The uncovered holes on the left are a disc brake mount. Just for trivia's sake. I think you're right about the ones with plugs, especially since you mentioned that they're threaded.

The bolts you photographed up on your seat stays are there for the forward stays on a rack. It's nice that you have them. I think two stays bolted to the seat stays are the best stabilizing connection going.

I don't think you need one of the racks that cantilevers back from the dropouts. I think if you have adjustable mounting hardware on your pannier, and maybe even if you don't, you'll be fine. Those are more for people with super-short chainstays, like on a racier road bike.

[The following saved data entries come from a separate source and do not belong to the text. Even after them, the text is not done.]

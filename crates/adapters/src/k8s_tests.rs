// SPDX-License-Identifier: BUSL-1.1
// Copyright (c) 2026 Alfred Jean LLC

use super::*;
use hq_core::AgentId;

fn spec() -> SpawnSpec {
    let mut spec = SpawnSpec::new(AgentId::from_string("agt-POD9"), "codex");
    spec.env = vec![("HQ_TASK".to_string(), "tsk-1".to_string())];
    spec.working_dir = Some("/workspace".into());
    spec
}

#[test]
fn pod_manifest_runs_tmux_foreground() {
    let pod = build_pod(&spec(), "hq-pod9", "agents", "hq-agent:latest");

    assert_eq!(pod.metadata.name.as_deref(), Some("hq-pod9"));
    assert_eq!(pod.metadata.namespace.as_deref(), Some("agents"));
    let labels = pod.metadata.labels.unwrap();
    assert_eq!(labels["app.kubernetes.io/managed-by"], "hqd");

    let pod_spec = pod.spec.unwrap();
    assert_eq!(pod_spec.restart_policy.as_deref(), Some("Never"));
    let container = &pod_spec.containers[0];
    assert_eq!(container.name, "agent");
    assert_eq!(container.tty, Some(true));
    assert_eq!(container.stdin, Some(true));
    assert_eq!(container.working_dir.as_deref(), Some("/workspace"));
    assert_eq!(
        container.command.as_ref().unwrap(),
        &["tmux", "new-session", "-s", "main", "codex"]
    );
    let env = container.env.as_ref().unwrap();
    assert_eq!(env[0].name, "HQ_TASK");
    assert_eq!(env[0].value.as_deref(), Some("tsk-1"));
}

#[test]
fn exec_args_scope_namespace_and_stdin() {
    let args = exec_tmux_args("hq-pod9", "agents", false, &["kill-server".to_string()]);
    assert_eq!(args, ["exec", "-n", "agents", "hq-pod9", "--", "tmux", "kill-server"]);

    let args = exec_tmux_args("hq-pod9", "agents", true, &["load-buffer".to_string()]);
    assert_eq!(args[..2], ["exec", "-i"]);
}

#[test]
fn attach_command_names_pod() {
    let adapter = K8sAdapter::new("cluster", "agents", None);
    let loc = Location::Pod { name: "hq-pod9".to_string(), namespace: "agents".to_string() };
    assert_eq!(
        adapter.attach_command(&loc),
        "kubectl exec -it -n agents hq-pod9 -- tmux attach-session -t main"
    );
}

#[test]
fn wrong_location_rejected() {
    let pane = Location::Pane { session: "s".to_string(), window: 0, pane: 0 };
    assert!(matches!(pod_of(&pane), Err(AdapterError::WrongLocation(_))));
}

This should be a very straightforward install. Sometimes seems more like the exception lately...


----------



## rodar y rodar (Jul 21, 2006)

I agree on the disc caliper mounts and on the top mounts for sure, but mystery hole (with rubber plug?) sounds kinda weird to me. Is that it circled in red in your second picture? For some reason, it looks like it`s oriented up and down rather than in towards the center of your hub, though that`s likely just because of the angle the picture was shot at. I really can`t imagine the manufacturer putting the top mounts on a frame and not putting a boss for a lower mount (the other way around, maybe), so you`re probably good to go for a traditional mount. Check and see if one of your water bottle bolts will screw into it.

I don`t normally use panniers on my commute, but do drag in a 12 pack of soda every few months with a single pannier. It works, but I definitely notice the lopsidedness and wouldn`t care to ride like that every day, recommend a pair rather than a single.

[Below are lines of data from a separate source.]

// SPDX-License-Identifier: BUSL-1.1
// Copyright (c) 2026 Alfred Jean LLC

// Allow panic!/unwrap/expect in test code
#![cfg_attr(test, allow(clippy::panic))]
#![cfg_attr(test, allow(clippy::unwrap_used))]
#![cfg_attr(test, allow(clippy::expect_used))]

//! hq-adapters: execution backends for agent processes.
//!
//! The [`RuntimeAdapter`] trait abstracts the four backends (local tmux,
//! docker, kubernetes pods, tmux behind a remote shell) behind the
//! spawn / send / capture / kill quartet. The [`RuntimeManager`] owns one
//! adapter per configured runtime and a health cache refreshed by a
//! periodic probe.

mod docker;
mod k8s;
mod manager;
mod shell_route;
mod tmux;

#[cfg(any(test, feature = "test-support"))]
mod fake;
#[cfg(any(test, feature = "test-support"))]
pub use fake::{FakeCall, FakeRuntime};

pub use docker::DockerAdapter;
pub use k8s::K8sAdapter;
pub use manager::RuntimeManager;
pub use shell_route::ShellRoute;
pub use tmux::TmuxAdapter;

use async_trait::async_trait;
use chrono::{DateTime, Utc};
use hq_core::{AgentId, Location};
use std::path::PathBuf;
use std::time::Duration;
use thiserror::Error;

/// Default deadline applied to adapter calls that reach a backend.
pub const DEFAULT_DEADLINE: Duration = Duration::from_secs(30);

/// Errors from runtime adapter operations.
#[derive(Debug, Error)]
pub enum AdapterError {
    #[error("backend unavailable: {0}")]
    Unavailable(String),
    #[error("spawn failed: {0}")]
    SpawnFailed(String),
    #[error("location gone: {0}")]
    LocationGone(String),
    #[error("location {0} does not belong to this runtime")]
    WrongLocation(String),
    #[error("operation timed out after {0:?}")]
    Timeout(Duration),
    #[error("no runtime available: {0}")]
    NoRuntime(String),
}

/// Probe verdict for one runtime backend.
#[derive(Debug, Clone, Copy, PartialEq, Eq, serde::Serialize, serde::Deserialize)]
#[serde(rename_all = "lowercase")]
pub enum HealthStatus {
    Healthy,
    Degraded,
    Unhealthy,
}

impl HealthStatus {
    pub fn is_healthy(&self) -> bool {
        matches!(self, HealthStatus::Healthy | HealthStatus::Degraded)
    }
}

hq_core::simple_display! {
    HealthStatus {
        Healthy => "healthy",
        Degraded => "degraded",
        Unhealthy => "unhealthy",
    }
}

/// Result of a health probe, kept in the manager's cache.
#[derive(Debug, Clone, PartialEq, serde::Serialize, serde::Deserialize)]
#[serde(rename_all = "camelCase")]
pub struct HealthReport {
    pub status: HealthStatus,
    #[serde(default, skip_serializing_if = "Option::is_none")]
    pub detail: Option<String>,
    pub checked_at: DateTime<Utc>,
}

impl HealthReport {
    pub fn healthy() -> Self {
        Self { status: HealthStatus::Healthy, detail: None, checked_at: Utc::now() }
    }

    pub fn degraded(detail: impl Into<String>) -> Self {
        Self {
            status: HealthStatus::Degraded,
            detail: Some(detail.into()),
            checked_at: Utc::now(),
        }
    }

    pub fn unhealthy(detail: impl Into<String>) -> Self {
        Self {
            status: HealthStatus::Unhealthy,
            detail: Some(detail.into()),
            checked_at: Utc::now(),
        }
    }
}

/// Everything an adapter needs to start one agent process.
#[derive(Debug, Clone)]
pub struct SpawnSpec {
    pub agent_id: AgentId,
    /// CLI command launched inside the session (e.g. `claude`).
    pub command: String,
    pub working_dir: Option<PathBuf>,
    pub env: Vec<(String, String)>,
}

impl SpawnSpec {
    pub fn new(agent_id: AgentId, command: impl Into<String>) -> Self {
        Self { agent_id, command: command.into(), working_dir: None, env: Vec::new() }
    }
}

/// An execution backend for agent processes.
///
/// Implementations must be cheap to clone behind an `Arc` and safe to call
/// concurrently. `kill` is idempotent; `capture` returns an empty string on
/// failure (and logs); `is_alive` returns `false` on any error; `probe`
/// never fails, it reports.
#[async_trait]
pub trait RuntimeAdapter: Send + Sync + 'static {
    /// Config key of this runtime (`runtime.<id>`).
    fn id(&self) -> &str;

    /// Backend type name (`local-tmux`, `docker`, `k8s`, `ssh`).
    fn kind(&self) -> &'static str;

    /// Check the backend is reachable. Never errors; reports unhealthy.
    async fn probe(&self) -> HealthReport;

    /// Start an agent process; returns the location that now belongs to it.
    async fn spawn_agent(&self, spec: &SpawnSpec) -> Result<Location, AdapterError>;

    /// Type a line of text (plus Enter) into the agent's terminal.
    async fn send_keys(&self, location: &Location, text: &str) -> Result<(), AdapterError>;

    /// Deliver multi-line or special-character text through the backend's
    /// paste primitive rather than keystroke emulation.
    async fn paste(&self, location: &Location, text: &str) -> Result<(), AdapterError>;

    /// Send the termination key sequence (Ctrl-C) to the agent's terminal.
    async fn interrupt(&self, location: &Location) -> Result<(), AdapterError>;

    /// Capture the last `lines` lines of terminal output. Empty on failure.
    async fn capture(&self, location: &Location, lines: u32) -> String;

    /// Whether the location still hosts a live session. False on any error.
    async fn is_alive(&self, location: &Location) -> bool;

    /// Tear the location down. Succeeds if it is already gone.
    async fn kill(&self, location: &Location) -> Result<(), AdapterError>;

    /// Shell command a human can run to attach to the agent's terminal.
    fn attach_command(&self, location: &Location) -> String;
}

/// Apply a deadline to an adapter call, mapping expiry to
/// [`AdapterError::Timeout`].
pub async fn with_deadline<T>(
    deadline: Duration,
    fut: impl std::future::Future<Output = Result<T, AdapterError>>,
) -> Result<T, AdapterError> {
    match tokio::time::timeout(deadline, fut).await {
        Ok(result) => result,
        Err(_) => Err(AdapterError::Timeout(deadline)),
    }
}

/// Short suffix of an agent ID used in session/container/pod names.
pub(crate) fn name_suffix(agent_id: &AgentId) -> String {
    agent_id
        .as_str()
        .strip_prefix("agt-")
        .unwrap_or(agent_id.as_str())
        .to_lowercase()
}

And "yes" to looking for a good mounting system if you`re going to be hopping curbs and potholes. A lot of them use various types of clips that include a rotating hook or barrel that locks completely around the tubing on the rack. I don`t know if you can find a pair like that for under $50, but they aren`t restricted to only the most expensive. A word of warning though, If you get some like that: be sure they`ll fit your rack- some racks use 5/16 or 8mm (pretty much equal to each other), and others use either 3/8 or 10mm (nearly equal to each other, but NOT equal to the smaller size). If your rack has fat tubes and the panniers only fit the skinny tubes, you`re SOL. If the pannier clips are for the big size and you have smaller tubing, you should be okay. Some Novara bags I looked at a few years ago came with a sleeve that you could either install in the clips or not, depending on what size tubing your rack was made from. I don`t know how common that is.


----------



## newfangled (Sep 13, 2010)

I've got rack and panniers on all my mountain bikes. I hit the trails on the way home - I'm not getting huge air, but there's plenty of hops and tech.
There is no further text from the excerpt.